Figure 3. Representation of Renin-Angiotensin-Aldosterone System (RAAS). Regulation mechanism of RAAS and its participation in processes such as the regulation of arterial tension due to its action on vessels causing vasoconstriction with angiotensin II participation, and hydroelectrolytic regulation with the intervention of aldosterone and its action in kidney. ACE, angiotensin converting enzyme; NaCl, sodium chloride (Salt); H2O, water.
Another particular participant is Ang 1-7 which participates in vasodilation, antiproliferation and apoptosis, thus antagonizing the action of Ang II and introducing greater complexity to the RAAS with a homolog of ACE, ACE2. Described in the 2000s (65, 67, 73, 83), this enzyme is capable of cleaving Ang I into Angiotensin 1-9 (Ang 1-9). In addition, ACE2 degrades Ang II to Ang 1-7, which is why it has been suggested that ACE2 acts as a counter-regulator to ACE in the balance between Ang II and Ang 1-7 and participates in the functional clearance of Ang II (65, 74).
Initially, ACE2 expression was reported in the testicles, kidneys and heart, but later studies also demonstrated its expression in other tissues such as the lungs, liver, small intestine and brain (65). Currently, it is known that ACE2 is expressed mainly in the heart, kidneys and small intestine (65, 66, 70, 84) and its abnormal expression has been strongly associated with cardiovascular disease (70). In the respiratory tract, ACE2 is expressed by epithelial cells of the trachea, bronchi, alveoli type I and type II pneumocytes (76), and in vascular endothelial cells, smooth muscle, the brush border of enterocytes, and epithelial cells of renal tubules, among others (64, 84). Since its identification, there are many documented investigation of ACE2 structure and function, its role in various renal and cardiovascular diseases, DM and infectious diseases such as SARS-CoV, and its participation in lung injury (65, 73, 74, 76). Concerning this last point, these viruses cause diffuse alveolar damage with important histopathological changes such as macrophage infiltration, desquamation of epithelial cells and significant apoptosis of pneumocytes (76).

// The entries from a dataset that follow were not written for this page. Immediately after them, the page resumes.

impl GeoMipMapTerrain {
    /// Builds the block grid and index catalog from `heightmap` and
    /// `config`. Trims the heightmap to `(nBlocksX*(B-1)+1) x
    /// (nBlocksZ*(B-1)+1)` per the external-interfaces contract; the
    /// trimmed remainder is never sampled. Does not touch the GPU — call
    /// [`GeoMipMapTerrain::load_buffers`] afterwards.
    pub fn new(heightmap: &Heightmap, config: GeoMipMapConfig) -> Result<Self, ConfigError> {
        validate(&config)?;
        let b = config.block_size;
        let n_blocks_x = (heightmap.width() - 1) / (b - 1);
        let n_blocks_z = (heightmap.height() - 1) / (b - 1);
        let terrain_width = (n_blocks_x * (b - 1) + 1) as f64;
        let terrain_height = (n_blocks_z * (b - 1) + 1) as f64;

        let mut blocks = Vec::with_capacity((n_blocks_x * n_blocks_z) as usize);
        for i in 0..n_blocks_z {
            for j in 0..n_blocks_x {
                blocks.push(Self::build_block(
                    heightmap,
                    &config,
                    blocks.len() as u32,
                    j,
                    i,
                    terrain_width,
                    terrain_height,
                ));
            }
        }

        let index_catalog = IndexCatalog::build(b, config.min_lod, config.max_lod);
        debug!(
            "built terrain: {} blocks ({}x{}), block_size {}",
            blocks.len(),
            n_blocks_x,
            n_blocks_z,
            b
        );

        Ok(Self {
            config,
            blocks,
            n_blocks_x,
            n_blocks_z,
            terrain_width,
            terrain_height,
            index_catalog,
            overlay: OverlayTexture::default(),
            gpu: None,
        })
    }

    #[allow(clippy::too_many_arguments)]
    fn build_block(
        heightmap: &Heightmap,
        config: &GeoMipMapConfig,
        id: u32,
        j: u32,
        i: u32,
        terrain_width: f64,
        terrain_height: f64,
    ) -> Block {
        let b = config.block_size;
        let origin_x = j * (b - 1);
        let origin_z = i * (b - 1);

        let mut min_sample = u16::MAX;
        let mut max_sample = 0u16;
        for dz in 0..b {
            for dx in 0..b {
                let sample = heightmap
                    .at(origin_x + dx, origin_z + dz)
                    .expect("block window lies within the trimmed heightmap bounds");
                min_sample = min_sample.min(sample);
                max_sample = max_sample.max(sample);
            }
        }

        let center_x = origin_x + (b - 1) / 2;
        let center_z = origin_z + (b - 1) / 2;
        let center_sample = heightmap
            .at(center_x, center_z)
            .expect("block center lies within the trimmed heightmap bounds");

        let true_center = Point3::new(
            (-(terrain_width / 2.0) + center_x as f64) * config.xz_scale,
            center_sample as f64 * config.y_scale,
            (-(terrain_height / 2.0) + center_z as f64) * config.xz_scale,
        );
        let half_extent = (b as f64 / 2.0) * config.xz_scale;
        let aabb = Aabb::new(
            Point3::new(
                true_center.x - half_extent,
                min_sample as f64 * config.y_scale,
                true_center.z - half_extent,
            ),
            Point3::new(
                true_center.x + half_extent,
                max_sample as f64 * config.y_scale,
                true_center.z + half_extent,
            ),
        );
        let translation = Vector2::new(
            center_x as f64 - terrain_width / 2.0,
            center_z as f64 - terrain_height / 2.0,
        );

        Block {
            id,
            j,
            i,
            true_center,
            aabb,
            translation,
            current_lod: config.max_lod,
            current_border_bitmap: 0,
            min_sample,
            max_sample,
        }
    }

    pub fn block_count(&self) -> usize {
        self.blocks.len()
    }

    pub fn blocks(&self) -> &[Block] {
        &self.blocks
    }

    pub fn n_blocks_x(&self) -> u32 {
        self.n_blocks_x
    }

    pub fn n_blocks_z(&self) -> u32 {
        self.n_blocks_z
    }

    fn block_index(&self, j: u32, i: u32) -> usize {
        (i * self.n_blocks_x + j) as usize
    }

    /// Rebuilds every block's AABB for the current `y_scale`. The source
    /// engine leaves stale AABBs in place when a y-scale slider changes,
    /// which desyncs culling from the rendered geometry; this keeps them
    /// in lockstep instead.
    pub fn set_y_scale(&mut self, y_scale: f64, heightmap: &Heightmap) {
        self.config.y_scale = y_scale;
        for block in &mut self.blocks {
            let b = self.config.block_size;
            let origin_x = block.j * (b - 1);
            let origin_z = block.i * (b - 1);
            let center_x = origin_x + (b - 1) / 2;
            let center_z = origin_z + (b - 1) / 2;
            let center_sample = heightmap
                .at(center_x, center_z)
                .expect("block center lies within the trimmed heightmap bounds");
            block.true_center.y = center_sample as f64 * y_scale;
            let half_extent = (b as f64 / 2.0) * self.config.xz_scale;
            block.aabb = Aabb::new(
                Point3::new(
                    block.true_center.x - half_extent,
                    block.min_sample as f64 * y_scale,
                    block.true_center.z - half_extent,
                ),
                Point3::new(
                    block.true_center.x + half_extent,
                    block.max_sample as f64 * y_scale,
                    block.true_center.z + half_extent,
                ),
            );
        }
    }

    /// Pass 1: recomputes `current_lod` for every block from its distance
    /// to `camera`, then `current_border_bitmap` from the freshly updated
    /// LODs. Split into the two sub-passes the concurrency model requires:
    /// no block's bitmap may be computed against a neighbour whose LOD
    /// hasn't been updated yet this frame.
    pub fn update(&mut self, camera: &Camera) {
        let camera_position = if self.config.freeze_camera {
            camera.effective_position()
        } else {
            camera.position()
        };

        for block in &mut self.blocks {
            block.current_lod = if self.config.lod_active {
                let squared_distance = (block.true_center - camera_position).norm_squared();
                select_lod(
                    squared_distance,
                    self.config.base_distance,
                    self.config.min_lod,
                    self.config.max_lod,
                    self.config.lod_mode(),
                )
            } else {
                self.config.max_lod
            };
        }

        let lods: Vec<u32> = self.blocks.iter().map(|b| b.current_lod).collect();
        let n_blocks_x = self.n_blocks_x;
        let n_blocks_z = self.n_blocks_z;
        for block in &mut self.blocks {
            block.current_border_bitmap = border_resolver::compute_bitmap(
                block.current_lod,
                block.j,
                block.i,
                n_blocks_x,
                n_blocks_z,
                |x, z| lods[(z * n_blocks_x + x) as usize],
            );
        }
    }

    /// Pass 2: frustum-culls (if enabled) and emits one [`DrawCommand`] per
    /// visible block. Drawing itself (binding the shared buffers, issuing
    /// `draw_indexed` for each command's ranges) is the caller's job.
    pub fn draw_commands(&self, camera: &Camera) -> Vec<DrawCommand> {
        let frustum = camera.frustum();
        self.blocks
            .iter()
            .filter(|block| {
                !self.config.frustum_culling_active || frustum.intersects_aabb(&block.aabb.min, &block.aabb.max)
            })
            .map(|block| {
                let center = if block.current_lod >= 2 {
                    let (start, size) = self.index_catalog.center_range(block.current_lod);
                    Some((start, size))
                } else {
                    None
                };
                let border = self
                    .index_catalog
                    .border_range(block.current_lod, block.current_border_bitmap);
                DrawCommand {
                    block_id: block.id,
                    offset: Vector2::new(block.translation.x as f32, block.translation.y as f32),
                    debug_color: block.lod_debug_color(),
                    center,
                    border,
                }
            })
            .collect()
    }

    pub fn index_catalog(&self) -> &IndexCatalog {
        &self.index_catalog
    }

    pub fn overlay(&self) -> &OverlayTexture {
        &self.overlay
    }

    pub fn overlay_mut(&mut self) -> &mut OverlayTexture {
        &mut self.overlay
    }

    pub fn is_loaded(&self) -> bool {
        self.gpu.is_some()
    }

    /// Uploads the canonical vertex grid, the shared index buffer and the
    /// heightmap texture. Safe to call `heightmap.clear()` immediately
    /// afterwards: the GPU texture is now the only place the samples live.
    pub fn load_buffers(&mut self, gpu: &Gpu, heightmap: &Heightmap) {
        gpu.scoped_upload("geo_terrain::load_buffers", || {
            let b = self.config.block_size;
            let vertices: Vec<Vertex> = (0..b)
                .flat_map(|z| (0..b).map(move |x| Vertex { x: x as f32, z: z as f32 }))
                .collect();
            let vertex_buffer = gpu.push_slice("geo-terrain-vertices", &vertices, wgpu::BufferUsages::VERTEX);
            let index_buffer = gpu.push_slice(
                "geo-terrain-indices",
                self.index_catalog.indices(),
                wgpu::BufferUsages::INDEX,
            );
            let (heightmap_texture, heightmap_view, heightmap_sampler) =
                heightmap.as_texture(gpu, self.config.heightmap_filter);

            self.gpu = Some(GpuResources {
                vertex_buffer,
                index_buffer,
                heightmap_texture,
                heightmap_view,
                heightmap_sampler,
            });
        });
    }

    /// Releases the GPU-side vertex/index/heightmap handles. Symmetric with
    /// [`GeoMipMapTerrain::load_buffers`] on every exit path: dropping the
    /// `GpuResources` frees each handle exactly once.
    pub fn unload_buffers(&mut self) {
        self.gpu = None;
    }

    pub fn vertex_buffer(&self) -> Option<&wgpu::Buffer> {
        self.gpu.as_ref().map(|g| &g.vertex_buffer)
    }

    pub fn index_buffer(&self) -> Option<&wgpu::Buffer> {
        self.gpu.as_ref().map(|g| &g.index_buffer)
    }

    pub fn heightmap_texture(&self) -> Option<(&wgpu::Texture, &wgpu::TextureView, &wgpu::Sampler)> {
        self.gpu
            .as_ref()
            .map(|g| (&g.heightmap_texture, &g.heightmap_view, &g.heightmap_sampler))
    }
}
//! HTTP transport for the feed client.

use super::StoreError;
use async_trait::async_trait;
use reqwest::{Client, StatusCode};
use std::time::Duration;

/// Raw reply from the feed, before classification.
#[derive(Debug, Clone, PartialEq, Eq)]
pub struct FeedResponse {
    pub status: u16,
    pub body: String,
}

impl FeedResponse {
    pub fn new(status: u16, body: impl Into<String>) -> Self {
        Self {
            status,
            body: body.into(),
        }
    }

    /// Canonical reason phrase for the status code.
    pub fn reason(&self) -> &'static str {
        StatusCode::from_u16(self.status)
            .ok()
            .and_then(|s| s.canonical_reason())
            .unwrap_or("Unknown Status")
    }
}

/// Issues GET requests against the feed.
#[async_trait]
pub trait FeedTransport: Send + Sync {
    async fn get(&self, url: &str) -> Result<FeedResponse, StoreError>;
}

/// reqwest-backed transport.
pub struct HttpTransport {
    client: Client,
}

impl HttpTransport {
    /// Create a transport whose requests time out after `timeout`.
    pub fn new(timeout: Duration) -> Result<Self, StoreError> {
        let client = Client::builder()
            .timeout(timeout)
            .user_agent(concat!("apiban-store/", env!("CARGO_PKG_VERSION")))
            .build()?;

        Ok(Self { client })
    }
}

#[async_trait]
impl FeedTransport for HttpTransport {
    async fn get(&self, url: &str) -> Result<FeedResponse, StoreError> {
        let response = self
            .client
            .get(url)
            .header("Accept", "application/json")
            .send()
            .await?;

        let status = response.status().as_u16();
        let body = response.text().await?;

        Ok(FeedResponse { status, body })
    }
}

It has been suggested that the S protein of SARS-CoV-2 probably has an affinity for human ACE2 receptors 10–20 times greater than that of SARS-CoV (85), which increases the ability of SARS-CoV-2 to transmit from person to person (86). Structural evidence of ACE2 complex B0AT1, which is a sodium-dependent amino acid transporter present in the intestine (66, 67), suggests that it can bind two S proteins simultaneously (70). There are many similarities between SARS-CoV and SARS-CoV-2; studies have shown that the S proteins of the two viruses are similar, sharing 76.5% of their amino acid sequence (87), while their genome is 79.6% identical (64, 72), with affinity and strong binding to the ACE receptor by RBD (86–88). ACE2 is not only the entry receptor for the virus, but also protects the lung parenchyma (68) and other tissues such as the kidneys and intestine from potential lesions by pathogens, inflammation and fibrosis (64, 66, 72, 78, 89). Greater expression of ACE2 significantly reduces Ang II levels that mediates Ang II-induced acute lung injury (64, 78). ACE2 inhibits apoptosis of lung cells induced by acute lung injury through the up-regulation of Bcl-2 protein, but not of Bcl-2 mRNA (90). However, infections by coronavirus (89, 91, 92) and other viruses such as influenza (74) generate deregulation in the lung protection pathway, which makes them highly lethal (89, 91, 92) since the binding of protein S to ACE2 decreases its expression, in addition to the probable decrease in expression due to glycosylation in hyperglycemic patients (11, 93, 94). The loss of ACE2 expression results in a severe acute respiratory disease due to the loss of its protective factor increasing damage to the parenchyma and pulmonary edema (73, 74, 78, 89, 92), worsening oxygenation and increasing the formation of hyaline membrane and infiltration of inflammatory cells due to deregulation of the pulmonary renin-angiotensin system (RAS) where Ang II is upregulated after the downregulation of ACE2 (64, 74); this apparently occurs without alterations in cardiac contractility or in the tone of the pulmonary vasculature (78). In addition, it has been shown that the SARS-CoV-2 protein S does not use other coronavirus receptors such as aminopeptidases N- and dipeptidyl peptidase 4 it binds directly onto the host cell surface to the ACE2 receptors, thus facilitating its entry and replication (64, 91, 95).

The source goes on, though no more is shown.